Li Zhirui lanzó un profundo suspiro. A medida que pasaban los días, la Secta de Hielo Profundo emitió otro mensaje, pero ya no digamos la Raza Demoníaca, ni siquiera sus propios discípulos se lo creían.
Muchos discípulos estaban desconcertados por el hecho de que la Secta difundiera repetidamente información falsa. Entre las conjeturas descabelladas, la más aceptada era que se trataba de atraer a la Raza Demoníaca para que hiciera un movimiento.
¡Pero Li Zhirui sabía que la Tribulación del Trueno de Transformación Divina estaba a punto de llegar!
La razón por la que seguía en el Estado de Hielo Profundo era que no había perdido la esperanza. Quería presenciar el nacimiento de un ancestro de la Transformación Divina y observar la Trascendencia de Tribulación, para así comprender un poco de antemano la Tribulación del Trueno.
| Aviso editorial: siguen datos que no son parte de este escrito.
//! # Database Layer
//!
//! Request-scoped connections, the stored-logic catalog, and the MySQL
//! driver binding.

pub mod catalog;
pub mod errors;
#[cfg(any(test, feature = "test-util"))]
pub mod fake;
pub mod gateway;
pub mod mysql;
pub mod value;

pub use errors::{DbError, DbResult, ER_NO_SUCH_TABLE, ER_SIGNAL_EXCEPTION};
pub use gateway::{Connector, RequestDb, Session};
pub use mysql::MySqlConnector;
pub use value::{ReportRow, ReportValue, RowSet, SqlParam};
Aunque solo podía observar la Tribulación del Trueno desde una distancia muy, muy lejana, era mejor que no tener la oportunidad en absoluto. ¿Quizás tendría una suerte increíble y obtendría alguna revelación de ello?
Una noche, los cielos y la tierra emitieron de repente una pesada fuerza opresiva, lo que hizo que Li Zhirui, que había estado vigilando a la Secta de Hielo Profundo, se pusiera alerta al instante.
Incluso de noche, esas nubes de Tribulación, negras como la pez, eran extremadamente visibles. Se podían ver en el momento en que se miraba hacia arriba.
—¡La Tribulación del Trueno está a punto de comenzar! ¡Incluso si la Raza Demoníaca reacciona ahora, ya es un poco tarde!
—¡Parece que solo puedo esperar que el poder de esta Tribulación del Trueno sea lo suficientemente aterrador como para que su trascendencia fracase! —murmuró Li Zhirui.
No había otra opción; ya había hecho todo lo que podía y, a estas alturas, lo único que quedaba era rezar a los cielos.
«Quizás, debería considerar alejarme de la Isla Wanxian».
Este pensamiento surgió de repente en la mente de Li Zhirui, ensombreciendo enormemente su estado de ánimo.
Las nubes de la Tribulación se acumularon, extendiéndose por más de diez millas y desprendiendo una tremenda sensación de opresión. Los relámpagos parpadeaban en su interior, acumulando poder.